多嚢胞性卵巣症候群について知ろう

  多嚢胞性卵巣症候群は.無排卵.高アンドロゲン血症.高インスリン血症およびインスリン抵抗性を特徴とする内分泌異常の症候群である。 妊娠可能な年齢の女性における月経障害や不妊症の最も一般的な原因となっています。
  多嚢胞性卵巣症候群によく見られる症状とは?
  1.月経不順.散発的な排卵.無排卵。
  初潮から2年後の月経不順。
  無月経(過去3回以上の月経周期または6ヶ月以上の月経がないこと)。
  散発的な月経≧35日。
  ただし.規則正しい月経も排卵の証拠にはなりません。
  2.多くの場合.高アンドロゲン症状を伴う
  にきび:額.頬.鼻.あごによくできる.再発性のにきび。
  多毛症:上唇.顎.乳輪周囲.下腹部の正中線に粗く硬い毛が生える。
  3.肥満:多嚢胞性卵巣症候群の患者さんにおける肥満の発生率は約50%です。
  では.どのような付帯検査が必要なのでしょうか。
  ホルモン6(月経2~5日目)
  総テストステロンが正常な検査基準値より高い。
  プロラクチン:PCOS 患者の 20-35%は軽度のプロラクチン上昇を示す。
  (iii) LH/FSH >2
  2.インスリン抵抗性試験とインスリン測定:インスリン抵抗性は.空腹時血糖値や経口ブドウ糖負荷試験(OGTT)で評価することができる。
  (3) 超音波検査:腟内超音波検査で卵巣の肥大が認められ.直径2〜8mmの大小さまざまな卵胞が各卵巣に12個以上存在することが確認されます。
  (3) 基礎体温の測定:ほとんどが単体体温として現れる。
  (4) 月経前診断掻爬:分泌相の変化を伴わない様々な程度の子宮内膜過形成を示す。
  (5) 腹腔鏡検査:卵巣は肥大し.灰白色で.包皮が厚く.表面は滑らかです。 包皮の下に複数の卵胞が見られますが.排卵の兆候はなく.顕微鏡下で生検することで診断の助けとなります。
  多嚢胞性卵巣症候群の診断基準。
  (1)散発的な排卵または無排卵。
  (ii) 高アンドロゲン血症及び/又は高アンドロゲン血症の臨床的徴候。
  (iii) 多嚢胞性卵巣変化:片方または両方の卵巣に直径2~9mmの卵胞が12個以上.および/または卵巣容量が10ml以上であること。
  (iv) 上記3つの基準のうち2つを満たし.高アンドロゲン血症の他の原因が除外された場合に診断が成立する。
  多嚢胞性卵巣症候群には.どのような治療が必要なのでしょうか?
  当面の治療は.月経障害の改善.排卵月経周期の確立.生殖機能の改善.妊娠の実現を目指し.長期的な目標は.長期的な合併症の低減と予防を図ることです。

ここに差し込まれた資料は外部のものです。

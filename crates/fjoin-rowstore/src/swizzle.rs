//! Relocatable row collections and radix partitioning.
//!
//! A resident row refers to its strings by `(heap block, offset)`. Swizzling
//! copies each data block's strings into one heap segment paired with that
//! block and rewrites the references as segment-relative offsets, so a block
//! and its segment can move to another table, or another partition, as a unit.

use fjoin_error::{JoinError, Result};

use crate::block::RowBlockStore;
use crate::heap::StringHeap;
use crate::layout::RowLayout;
use crate::pointer::HeapRef;
use crate::row::{self, is_valid, read_hash, read_heap_slot, write_heap_ref};

/// Partition index of `hash` under `radix_bits`: its top `radix_bits` bits.
#[must_use]
pub const fn partition_of(hash: u64, radix_bits: u32) -> usize {
    if radix_bits == 0 {
        0
    } else {
        (hash >> (64 - radix_bits)) as usize
    }
}

/// Swizzled rows: data block `i` owns heap segment `i`.
#[derive(Debug)]
pub struct SwizzledRows {
    rows: RowBlockStore,
    heaps: Vec<Vec<u8>>,
}

impl SwizzledRows {
    #[must_use]
    pub fn new(entry_size: usize, rows_per_block: usize) -> Self {
        Self {
            rows: RowBlockStore::new(entry_size, rows_per_block),
            heaps: Vec::new(),
        }
    }

    #[must_use]
    pub fn empty_like(&self) -> Self {
        Self::new(self.rows.entry_size(), self.rows.rows_per_block())
    }

    #[must_use]
    pub const fn count(&self) -> usize {
        self.rows.count()
    }

    #[must_use]
    pub const fn is_empty(&self) -> bool {
        self.rows.is_empty()
    }

    #[must_use]
    pub fn block_count(&self) -> usize {
        self.rows.block_count()
    }

    #[must_use]
    pub const fn rows(&self) -> &RowBlockStore {
        &self.rows
    }

    /// Row bytes plus heap segment bytes.
    #[must_use]
    pub fn size_in_bytes(&self) -> usize {
        self.rows.size_in_bytes() + self.heaps.iter().map(Vec::len).sum::<usize>()
    }

    /// Move every block/segment pair of `other` behind ours.
    pub fn merge(&mut self, other: Self) -> Result<()> {
        for (block, heap) in other.rows.into_blocks().into_iter().zip(other.heaps) {
            self.rows.push_block(block)?;
            self.heaps.push(heap);
        }
        Ok(())
    }

    #[must_use]
    pub fn take(&mut self) -> Self {
        let empty = self.empty_like();
        std::mem::replace(self, empty)
    }

    /// Copy one swizzled row (and its strings from `source_heap`) to the end.
    fn append_row(&mut self, layout: &RowLayout, row: &[u8], source_heap: &[u8]) -> Result<()> {
        let (ptr, dst) = self.rows.append_row()?;
        dst.copy_from_slice(row);
        if ptr.block() == self.heaps.len() {
            self.heaps.push(Vec::new());
        }
        let segment = &mut self.heaps[ptr.block()];
        for col in layout.variable_columns() {
            if !is_valid(layout, dst, col) {
                continue;
            }
            let (raw, len) = read_heap_slot(layout, dst, col)?;
            let HeapRef::Swizzled { offset } = HeapRef::decode(raw) else {
                return Err(JoinError::corrupt(format!(
                    "column {col} is resident inside a swizzled collection"
                )));
            };
            let start = offset as usize;
            let bytes = source_heap.get(start..start + len as usize).ok_or_else(|| {
                JoinError::corrupt(format!(
                    "swizzled range {start}+{len} beyond segment of {} bytes",
                    source_heap.len()
                ))
            })?;
            let new_offset = segment.len() as u64;
            segment.extend_from_slice(bytes);
            write_heap_ref(layout, dst, col, HeapRef::Swizzled { offset: new_offset })?;
        }
        Ok(())
    }
}

/// Convert resident rows into a relocatable collection.
///
/// `heap` is only read; the caller releases it once every row has moved.
pub fn swizzle(layout: &RowLayout, rows: RowBlockStore, heap: &StringHeap) -> Result<SwizzledRows> {
    let mut out = SwizzledRows::new(rows.entry_size(), rows.rows_per_block());
    let row_count = rows.count();
    for mut block in rows.into_blocks() {
        let mut segment = Vec::new();
        if !layout.all_constant() {
            for idx in 0..block.count() {
                let row_bytes = block.row_mut(idx)?;
                for col in layout.variable_columns() {
                    if !is_valid(layout, row_bytes, col) {
                        continue;
                    }
                    let (raw, len) = read_heap_slot(layout, row_bytes, col)?;
                    let HeapRef::Resident { block: heap_block, offset } = HeapRef::decode(raw)
                    else {
                        return Err(JoinError::corrupt(format!(
                            "column {col} swizzled twice"
                        )));
                    };
                    let bytes = heap.get(heap_block, offset, len)?;
                    let new_offset = segment.len() as u64;
                    segment.extend_from_slice(bytes);
                    write_heap_ref(layout, row_bytes, col, HeapRef::Swizzled { offset: new_offset })?;
                }
            }
        }
        out.rows.push_block(block)?;
        out.heaps.push(segment);
    }
    tracing::trace!(
        target: "fjoin.rowstore::swizzle",
        rows = row_count,
        blocks = out.block_count(),
        heap_bytes = out.size_in_bytes() - out.rows.size_in_bytes(),
        "swizzled row collection"
    );
    Ok(out)
}

/// Move a swizzled collection back into resident `rows` / `heap`.
pub fn unswizzle(
    layout: &RowLayout,
    swizzled: SwizzledRows,
    rows: &mut RowBlockStore,
    heap: &mut StringHeap,
) -> Result<()> {
    let SwizzledRows {
        rows: swizzled_rows,
        heaps,
    } = swizzled;
    for (mut block, segment) in swizzled_rows.into_blocks().into_iter().zip(heaps) {
        if !layout.all_constant() {
            let heap_block = heap.push_block(segment)?;
            for idx in 0..block.count() {
                let row_bytes = block.row_mut(idx)?;
                for col in layout.variable_columns() {
                    if !is_valid(layout, row_bytes, col) {
                        continue;
                    }
                    let (raw, _) = read_heap_slot(layout, row_bytes, col)?;
                    let HeapRef::Swizzled { offset } = HeapRef::decode(raw) else {
                        return Err(JoinError::corrupt(format!(
                            "column {col} unswizzled twice"
                        )));
                    };
                    let offset = u32::try_from(offset).map_err(|_| JoinError::OutOfRange {
                        what: "heap segment offset",
                        value: offset,
                        limit: u64::from(u32::MAX),
                    })?;
                    write_heap_ref(
                        layout,
                        row_bytes,
                        col,
                        HeapRef::Resident {
                            block: heap_block,
                            offset,
                        },
                    )?;
                }
            }
        }
        rows.push_block(block)?;
    }
    Ok(())
}

/// Radix-partition swizzled rows into the partitions `first..first + count`
/// of a `radix_bits` partitioning. Every row must fall inside that window.
pub fn partition_window(
    layout: &RowLayout,
    swizzled: SwizzledRows,
    radix_bits: u32,
    first: usize,
    count: usize,
) -> Result<Vec<SwizzledRows>> {
    let template = swizzled.empty_like();
    let mut out: Vec<SwizzledRows> = (0..count).map(|_| template.empty_like()).collect();
    let SwizzledRows {
        rows: source_rows,
        heaps,
    } = swizzled;
    for (block_idx, segment) in heaps.iter().enumerate() {
        let handle = source_rows.pin(block_idx)?;
        for (_, row_bytes) in handle.rows() {
            let partition = partition_of(read_hash(layout, row_bytes)?, radix_bits);
            let slot = partition
                .checked_sub(first)
                .filter(|&slot| slot < count)
                .ok_or_else(|| {
                    JoinError::internal(format!(
                        "row in partition {partition} outside window {first}..{}",
                        first + count
                    ))
                })?;
            out[slot].append_row(layout, row_bytes, segment)?;
        }
    }
    Ok(out)
}

/// Radix-partition swizzled rows into all `2^radix_bits` partitions.
pub fn partition(layout: &RowLayout, swizzled: SwizzledRows, radix_bits: u32) -> Result<Vec<SwizzledRows>> {
    partition_window(layout, swizzled, radix_bits, 0, 1_usize << radix_bits)
}

/// Shift every resident heap reference in `rows` by `block_base`.
pub fn rebase_store(layout: &RowLayout, rows: &mut RowBlockStore, block_base: u32) -> Result<()> {
    if layout.all_constant() || block_base == 0 {
        return Ok(());
    }
    for block_idx in 0..rows.block_count() {
        let block = rows.block_mut(block_idx)?;
        for idx in 0..block.count() {
            row::rebase_heap_refs(layout, block.row_mut(idx)?, block_base)?;
        }
    }
    Ok(())
}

  治療の原則は.アンドロゲンの対策.代謝異常の是正.排卵の促進.肥満の人の体重を減らすことです。
  1.肥満の治療
  一般的に用いられる方法は.低カロリーの食事と運動強化である。 多嚢胞性卵巣症候群の患者さんにおけるインスリン抵抗性の治療は.食事療法.運動療法.減量が基本です。 7%~15%の減量でインスリン抵抗性が改善し.中には月経や排卵・受胎まで回復させることができる方もいます。
  2.血中アンドロゲンレベルを下げる
  短時間作用型経口避妊薬としては.ダイング35(エチニルエストラジオール0.035mg.酢酸シプロテロン2mg含有).マフロン(エチニルエストラジオール0.030mg.デオキシプロゲステロン0.015mg含有)が一般的に使用されています。
  3.インスリン抵抗性の治療
  現在.臨床では.肝グリコーゲン合成を抑制するメトホルミンと末梢組織のインスリン感受性を改善するロシグリタゾンがよく使用されています。
  4.排卵促進治療
  (1) クロミフェン(CC):無排卵または月経過多による不妊症の方で.妊活の必要性があり.血中プロラクチンが正常な方に使用します。
  (2)ゴナドトロピン:CC療法が無効となった患者に対するもの。 しかし.卵巣過剰刺激症候群(OHSS)の発生を防ぐためには.卵胞の発育を注意深く観察する必要があります。
  5.外科的治療
  腹腔鏡手術:薬物による排卵促進が無効な患者.他の疾患により腹腔鏡による骨盤内検査が必要な患者.経過観察条件が悪くゴナドトロピン療法で経過観察ができない患者に適しています。 腹腔鏡下電気焼灼術やレーザーによる卵巣表面の穿孔は.排卵を誘発し正常な排卵周期を確立することができ.術後の妊娠率は高く.早期流産も少なくなります。
  6.生殖補助医療技術
  多嚢胞性卵巣症候群の患者さんで.標準的な排卵周期を6カ月以上続けても排卵していない.あるいは複数の薬剤や補助療法を行っても排卵しない場合.生殖補助医療.通称体外受精を選択することが可能です。